Sumber gambar: intisari.grid.id
Oleh: Ummu Diar
Sebagai aturan sempurna dari Allah, Islam mendudukkan wanita pada posisi agung lagi mulia. Islam sama sekali tidak menempatkan wanita di kelas kedua setelah laki-laki. Keduanya dipandang sama dalam hal keimanan, kewajiban tunduk pada aturan Allah, kesempatan mendapatkan kehidupan yang baik di dunia dan peluang meraih pahala (lihat surat An-nahl ayat 97), hingga peluang masuk surga (lihat surat An-nisaa ayat 124).
Kemulian wanita ini diberikan sejak masih kecil hingga dewasa. Ketika masih anak-anak, tanggung jawab atas mereka ada di pihak orang tuanya. Pengasuhan atas anak perempuan pun berbalas surga. "Siapa yang memiliki anak perempuan, dan tidak membunuhnya dengan dikubur hidup-hidup, tidak menghinanya, dan tidak lebih mengutamakan anak laki-laki, maka Allah akan memasukkannya ke dalam surga." (HR. Ahmad)
Ketika anak perempuan beranjak besar dan menjadi seorang istri, maka sifat saleha nya menjadi kebaikan bagi suaminya. Rasullulah pernah bersabda kepada Umar bin Khattab: "Maukah aku beritakan kepadamu tentang sebaik-baiknya perbendaharaan seorang lelaki, yaitu istri saleha yang bila dipandang akan menyenangkannya, bila diperintahkan akan menaatinya, dan bila ia pergi si istri akan menjaga dirinya." (HR. Abu Dawud)
Hingga ketika sudah beranjak posisi dari istri menjadi seorang ibu, Islam tetap memuliakan kedudukan perempuan dengan mengistilahkan surga berada di bawah telapak kakinya.
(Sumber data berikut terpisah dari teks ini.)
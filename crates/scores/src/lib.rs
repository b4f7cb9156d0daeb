//! High-score gateway - persistence, wire protocol and the game-over flow
//!
//! Everything the game needs to keep a top-10 list lives here, outside the
//! engine. The engine only raises a game-over event; this crate decides
//! whether the score qualifies, asks the host for a name, submits it and
//! tells the host when to go home.
//!
//! # Layers
//!
//! - [`entry`]: the entry model and the sanitization rules
//! - [`gateway`]: the [`HighScoreGateway`] trait every backend implements
//! - [`store`]: file-backed list with atomic writes (used by the server)
//! - [`protocol`] / [`server`] / [`client`]: line-delimited JSON over TCP
//! - [`cache`]: [`CachedGateway`], the local-fallback decorator
//! - [`coordinator`]: [`GameOverFlow`], the synchronous game-over sequence
//! - [`runtime`]: [`ScoreService`], the bridge into a sync game loop
//!
//! # Protocol
//!
//! One JSON object per line, tagged by `type`:
//!
//! ```text
//! Client -> Server: {"type":"fetch","limit":10}
//! Server -> Client: {"type":"scores","ok":true,"scores":[{"name":"AB","score":500,"ts":1700000000000}]}
//! Client -> Server: {"type":"submit","name":"AB","score":500}
//! Server -> Client: {"type":"submitted","ok":true,"saved":true,"scores":[...]}
//! Client -> Server: {"type":"submit","name":"AB","score":-1}
//! Server -> Client: {"type":"error","ok":false,"error":"invalid_score"}
//! ```
//!
//! # Environment Variables
//!
//! - `STACKLOGIC_SCORES_HOST` / `STACKLOGIC_SCORES_PORT`: server address (default 127.0.0.1:3000)
//! - `STACKLOGIC_DATA_DIR`: server data directory (default `data`)
//! - `STACKLOGIC_SCORES_TIMEOUT_MS`: client timeout (default 1500)
//! - `STACKLOGIC_CACHE_PATH`: client fallback file
//! - `STACKLOGIC_SCORES_DISABLED`: set to "1" or "true" to stay offline

pub mod cache;
pub mod client;
pub mod coordinator;
pub mod entry;
pub mod gateway;
pub mod protocol;
pub mod runtime;
pub mod server;
pub mod store;

pub use stacklogic_types as types;

pub use cache::CachedGateway;
pub use client::{ClientConfig, RemoteGateway};
pub use coordinator::{FlowStep, GameOverFlow};
pub use entry::{qualifies, potential_rank, sanitize_name, sanitize_score, HighScoreEntry};
pub use gateway::{HighScoreGateway, SubmitError, SubmitOutcome};
pub use runtime::{DefaultGateway, RequestId, ScoreEvent, ScoreService};
pub use server::{check_listen_available, run_server, ServerConfig};
pub use store::FileStore;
Bakti, kepatuhan, dan penghormatan anak kepada ibu adalah salah satu jalan mencapai surga.
Suatu ketika Muawiyah bin Jahimah mendatangi Rasul dan bertanya, "Wahai Rasulullah aku hendak berperang, namun aku datang untuk berkonsultasi. 'Apakah kamu memiliki ini?', tanya Rasul. Shahabat tadi menjawab punya. Rasul bersabda: 'Berbaktilah kepadanya, karena surga itu di bawah kakinya (fainnal jannata tahta rijliha)." (HR. Ahmad, An-Nasai, Ibnu Majah, At-Thabrani dalam al-Mu'jam al-Kabir yang dikuatkan Imam Al-Hakim dan Adz-Dzahabi).
Penekanan bakti kepada ibu ini mengisyaratkan bahwa perempuan yang telah menjadi ibu memiliki keistimewaan peran, yang lantaran itu ia mendapatkan kedudukan mulia. Peran tersebut adalah sebagai ummun wa rabbatul bait, menejer rumah tangga. Yang pada saat yang sama ia menjadi pendidik utama bagi keturunannya.
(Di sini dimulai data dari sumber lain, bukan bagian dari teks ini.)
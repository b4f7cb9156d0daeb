//! High-score server.
//!
//! Serves the line-delimited JSON protocol from a file store under
//! `STACKLOGIC_DATA_DIR`. Logs go to stderr, filtered by `RUST_LOG`.

use std::sync::Arc;

use anyhow::{Context, Result};

use stacklogic::scores::{check_listen_available, run_server, FileStore, ServerConfig};

#[tokio::main]
async fn main() -> Result<()> {
    env_logger::Builder::from_env(env_logger::Env::default().default_filter_or("info")).init();

    let config = ServerConfig::from_env();
    check_listen_available(&config.host, config.port)
        .with_context(|| format!("{}:{} is not available", config.host, config.port))?;

    let store = Arc::new(FileStore::in_dir(&config.data_dir));
    log::info!("high scores stored in {}", store.path().display());

    run_server(config, store, None).await
}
Peran pendidik ini tentu bukan isapan jempol, sebab seorang ibu bahkan mengerjakan tugas ini sejak anak masih dalam kandungan. Ketika anak dilahirkan, naluri kasih sayang akan membimbing ibu untuk mengasuh, merawat, dan membesarkan dengan sepenuh hati. Dalam kondisi apapun kaum ibu rela berkorban untuk kebaikan buah hatinya. Sentuhan kasih sayang dan perhatian ibu adalah yang utama.
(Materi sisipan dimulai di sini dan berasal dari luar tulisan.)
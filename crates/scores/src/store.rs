//! File-backed high-score list.
//!
//! The whole list lives in one pretty-printed JSON array. Writes go to a
//! sibling `.tmp` file which is then renamed over the real one, so a crash
//! leaves either the old list or the new one. Unreadable or malformed files
//! read as an empty list.

use std::ffi::OsString;
use std::path::{Path, PathBuf};

use anyhow::Context;
use tokio::sync::Mutex;

use crate::entry::{merge_entry, parse_entries, sort_and_truncate, HighScoreEntry};
use crate::gateway::{HighScoreGateway, SubmitError, SubmitOutcome};
use crate::types::MAX_SUBMITTED_SCORE;

/// File name used inside a data directory.
pub const HIGHSCORES_FILE: &str = "highscores.json";

#[derive(Debug)]
pub struct FileStore {
    path: PathBuf,
    /// Serializes read-merge-write cycles.
    lock: Mutex<()>,
}

impl FileStore {
    pub fn new(path: impl Into<PathBuf>) -> Self {
        Self {
            path: path.into(),
            lock: Mutex::new(()),
        }
    }

    /// Store at `<dir>/highscores.json`.
    pub fn in_dir(dir: impl AsRef<Path>) -> Self {
        Self::new(dir.as_ref().join(HIGHSCORES_FILE))
    }

    pub fn path(&self) -> &Path {
        &self.path
    }

    fn tmp_path(&self) -> PathBuf {
        let mut tmp = OsString::from(self.path.as_os_str());
        tmp.push(".tmp");
        PathBuf::from(tmp)
    }

    /// Current list; empty if the file is missing or unusable.
    pub async fn read(&self) -> Vec<HighScoreEntry> {
        match tokio::fs::read_to_string(&self.path).await {
            Ok(raw) => parse_entries(&raw),
            Err(e) if e.kind() == std::io::ErrorKind::NotFound => Vec::new(),
            Err(e) => {
                log::warn!("reading {} failed: {}", self.path.display(), e);
                Vec::new()
            }
        }
    }

    async fn write(&self, list: &[HighScoreEntry]) -> anyhow::Result<()> {
        if let Some(dir) = self.path.parent().filter(|d| !d.as_os_str().is_empty()) {
            tokio::fs::create_dir_all(dir)
                .await
                .with_context(|| format!("creating {}", dir.display()))?;
        }

        let mut payload = serde_json::to_string_pretty(list)?;
        payload.push('\n');

        let tmp = self.tmp_path();
        tokio::fs::write(&tmp, payload)
            .await
            .with_context(|| format!("writing {}", tmp.display()))?;
        tokio::fs::rename(&tmp, &self.path)
            .await
            .with_context(|| format!("renaming {} into place", tmp.display()))?;
        Ok(())
    }

    /// Overwrite the stored list with `list` (sorted and capped first).
    pub async fn replace(&self, list: &[HighScoreEntry]) -> anyhow::Result<()> {
        let mut list = list.to_vec();
        sort_and_truncate(&mut list);
        let _guard = self.lock.lock().await;
        self.write(&list).await
    }

    /// Merge an already-built entry and persist if it made the list.
    pub async fn insert(&self, candidate: HighScoreEntry) -> anyhow::Result<SubmitOutcome> {
        if candidate.score > MAX_SUBMITTED_SCORE {
            return Err(SubmitError::InvalidScore.into());
        }

        let _guard = self.lock.lock().await;
        let mut list = self.read().await;
        if !merge_entry(&mut list, candidate) {
            return Ok(SubmitOutcome {
                saved: false,
                scores: list,
            });
        }
        self.write(&list).await?;
        Ok(SubmitOutcome {
            saved: true,
            scores: list,
        })
    }
}

impl HighScoreGateway for FileStore {
    async fn fetch_top(&self, limit: usize) -> anyhow::Result<Vec<HighScoreEntry>> {
        let mut list = self.read().await;
        list.truncate(limit);
        Ok(list)
    }

    async fn submit(&self, name: &str, score: u64) -> anyhow::Result<SubmitOutcome> {
        self.insert(HighScoreEntry::new(name, score)).await
    }
}

#[cfg(test)]
pub(crate) mod tests {
    use super::*;
    use std::sync::atomic::{AtomicUsize, Ordering};
    use std::sync::Arc;

    static COUNTER: AtomicUsize = AtomicUsize::new(0);

    pub(crate) fn temp_dir(tag: &str) -> PathBuf {
        let n = COUNTER.fetch_add(1, Ordering::Relaxed);
        std::env::temp_dir().join(format!(
            "stacklogic-{}-{}-{}-{}",
            tag,
            std::process::id(),
            crate::entry::now_ms(),
            n
        ))
    }

    #[tokio::test]
    async fn test_missing_file_reads_empty() {
        let store = FileStore::in_dir(temp_dir("missing"));
        assert!(store.read().await.is_empty());
        assert!(store.fetch_top(10).await.unwrap().is_empty());
    }

    #[tokio::test]
    async fn test_corrupt_file_reads_empty() {
        let dir = temp_dir("corrupt");
        tokio::fs::create_dir_all(&dir).await.unwrap();
        let store = FileStore::in_dir(&dir);
        tokio::fs::write(store.path(), "{ not json").await.unwrap();
        assert!(store.read().await.is_empty());

        tokio::fs::write(store.path(), r#"{"scores": []}"#).await.unwrap();
        assert!(store.read().await.is_empty());
        let _ = tokio::fs::remove_dir_all(&dir).await;
    }

    #[tokio::test]
    async fn test_submit_persists_and_leaves_no_tmp() {
        let dir = temp_dir("submit");
        let store = FileStore::in_dir(&dir);

        let outcome = store.submit("AB", 500).await.unwrap();
        assert!(outcome.saved);
        assert_eq!(outcome.scores.len(), 1);
        assert_eq!(outcome.scores[0].name, "AB");

        let raw = tokio::fs::read_to_string(store.path()).await.unwrap();
        assert!(raw.ends_with("]\n"));
        assert!(!store.tmp_path().exists());

        let reopened = FileStore::in_dir(&dir);
        assert_eq!(reopened.read().await, outcome.scores);
        let _ = tokio::fs::remove_dir_all(&dir).await;
    }

    #[tokio::test]
    async fn test_submit_below_cutoff_is_not_saved() {
        let dir = temp_dir("cutoff");
        let store = FileStore::in_dir(&dir);
        for i in 0..10 {
            store.submit("P", 100 + i).await.unwrap();
        }
        let before = store.read().await;
        let outcome = store.submit("late", 100).await.unwrap();
        assert!(!outcome.saved);
        assert_eq!(outcome.scores, before);
        assert_eq!(store.read().await, before);
        let _ = tokio::fs::remove_dir_all(&dir).await;
    }

    #[tokio::test]
    async fn test_out_of_range_score_rejected() {
        let store = FileStore::in_dir(temp_dir("range"));
        let err = store.submit("x", MAX_SUBMITTED_SCORE + 1).await.unwrap_err();
        assert_eq!(
            err.downcast_ref::<SubmitError>(),
            Some(&SubmitError::InvalidScore)
        );
    }

    #[tokio::test]
    async fn test_concurrent_submissions_all_land() {
        let dir = temp_dir("concurrent");
        let store = Arc::new(FileStore::in_dir(&dir));
        let mut tasks = Vec::new();
        for i in 0..8u64 {
            let store = Arc::clone(&store);
            tasks.push(tokio::spawn(async move {
                store.submit(&format!("p{}", i), 10 * (i + 1)).await
            }));
        }
        for t in tasks {
            assert!(t.await.unwrap().unwrap().saved);
        }
        let list = store.read().await;
        assert_eq!(list.len(), 8);
        assert_eq!(list[0].score, 80);
        let _ = tokio::fs::remove_dir_all(&dir).await;
    }
}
Namun rupanya keumuman peran ibu tersebut ada banyak pengecualian belakangan ini. Dikabarkan seorang ibu justru memiliki sifat yang berkebalikan dengan keutamaan peran yang dimilikinya. Seorang ibu di Jawa Tengah berinisial KU tega menggorok leher ketiga buah hatinya. Sebelumnya, di Barito Utara, ibu AR membunuh anaknya yang berusia dua tahun. Ibu Y di Pekanbaru bahkan membunuh anaknya yang masih berusia 9 bulan. [Lihat ¹]
Tentu muncul pertanyaan, mengapa sampai tega? Kalau mereka depresi dan menunjukkan gejala kejiwaan, apa yang menjadi pemicunya? Kejadian yang tidak hanya sekali dan satu tempat ini tentu tidak menutup kemungkinan bahwa hal seperti sejenis tak akan terulang lagi bukan?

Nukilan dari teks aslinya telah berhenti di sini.